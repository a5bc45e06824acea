use crate::cli::{ReportFormat, StatsArgs};
use crate::commands::input::{expand_globs, resolve_config, LogScanner};
use crate::commands::output::{print_distribution, print_stats_summary};
use crate::models::AccessLogEntry;
use crate::statistics::{sorted_counts, ParsingStatistics};
use chrono::{DateTime, FixedOffset};
use colored::*;
use serde::Serialize;
use std::collections::HashMap;
use std::error::Error;
use std::ops::ControlFlow;

/// Traffic summary gathered while scanning access logs
#[derive(Debug, Default)]
pub struct TrafficSummary {
    pub statistics: ParsingStatistics,
    pub host_counts: HashMap<String, usize>,
    pub path_counts: HashMap<String, usize>,
    pub first_seen: Option<DateTime<FixedOffset>>,
    pub last_seen: Option<DateTime<FixedOffset>>,
}

impl TrafficSummary {
    pub fn record(&mut self, entry: &AccessLogEntry) {
        if !entry.remote_host.is_empty() {
            *self.host_counts.entry(entry.remote_host.clone()).or_insert(0) += 1;
        }
        let path = entry.request_first_line.path();
        if !path.is_empty() {
            *self.path_counts.entry(path.to_string()).or_insert(0) += 1;
        }
        if let Some(time) = entry.time {
            if self.first_seen.map_or(true, |first| time < first) {
                self.first_seen = Some(time);
            }
            if self.last_seen.map_or(true, |last| time > last) {
                self.last_seen = Some(time);
            }
        }
    }

    pub fn to_report(&self, top: usize) -> StatsReport<'_> {
        StatsReport {
            statistics: &self.statistics,
            top_hosts: sorted_counts(&self.host_counts).into_iter().take(top).collect(),
            top_paths: sorted_counts(&self.path_counts).into_iter().take(top).collect(),
            first_seen: self.first_seen.map(|t| t.to_rfc3339()),
            last_seen: self.last_seen.map(|t| t.to_rfc3339()),
        }
    }
}

#[derive(Debug, Serialize)]
pub struct StatsReport<'a> {
    pub statistics: &'a ParsingStatistics,
    pub top_hosts: Vec<(&'a str, usize)>,
    pub top_paths: Vec<(&'a str, usize)>,
    pub first_seen: Option<String>,
    pub last_seen: Option<String>,
}

pub fn run_stats(args: StatsArgs, threads: usize) -> Result<(), Box<dyn Error>> {
    let config = resolve_config(&args.format, threads)?;
    let scanner = LogScanner::new(config, false)?;
    let files = expand_globs(&args.files)?;

    if files.is_empty() {
        eprintln!("No files matched the given patterns");
        return Ok(());
    }

    let mut summary = TrafficSummary::default();
    for file_path in &files {
        let file_stats = scanner.scan_file(file_path, |entry| {
            summary.record(entry);
            Ok(ControlFlow::Continue(()))
        })?;
        summary.statistics.merge(&file_stats);
    }

    match args.output {
        ReportFormat::Json => {
            println!("{}", serde_json::to_string_pretty(&summary.to_report(args.top))?);
        }
        ReportFormat::Table => print_summary_table(&summary, args.top),
    }

    Ok(())
}

fn print_summary_table(summary: &TrafficSummary, top: usize) {
    let stats = &summary.statistics;
    print_stats_summary(stats);

    if let (Some(first), Some(last)) = (summary.first_seen, summary.last_seen) {
        println!("\n{}: {} .. {}", "Time Range".cyan().bold(), first, last);
    }

    let parsed = stats.successful_parses;
    print_distribution("Status Distribution", &stats.status_distribution, parsed, top);
    print_distribution("Method Distribution", &stats.method_distribution, parsed, top);
    print_distribution("Top Hosts", &summary.host_counts, parsed, top);
    print_distribution("Top Paths", &summary.path_counts, parsed, top);
}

^^^^^^^^

WHAT THE TASK REQUIRES:
Start at the first line of the material. Reproduce every line exactly, ending with the line that holds "use std::error::Error;".

SOLVED EXERCISE:
repository a5bc45e06824acea
use crate::cli::{ReportFormat, StatsArgs};
use crate::commands::input::{expand_globs, resolve_config, LogScanner};
use crate::commands::output::{print_distribution, print_stats_summary};
use crate::models::AccessLogEntry;
use crate::statistics::{sorted_counts, ParsingStatistics};
use chrono::{DateTime, FixedOffset};
use colored::*;
use serde::Serialize;
use std::collections::HashMap;
use std::error::Error;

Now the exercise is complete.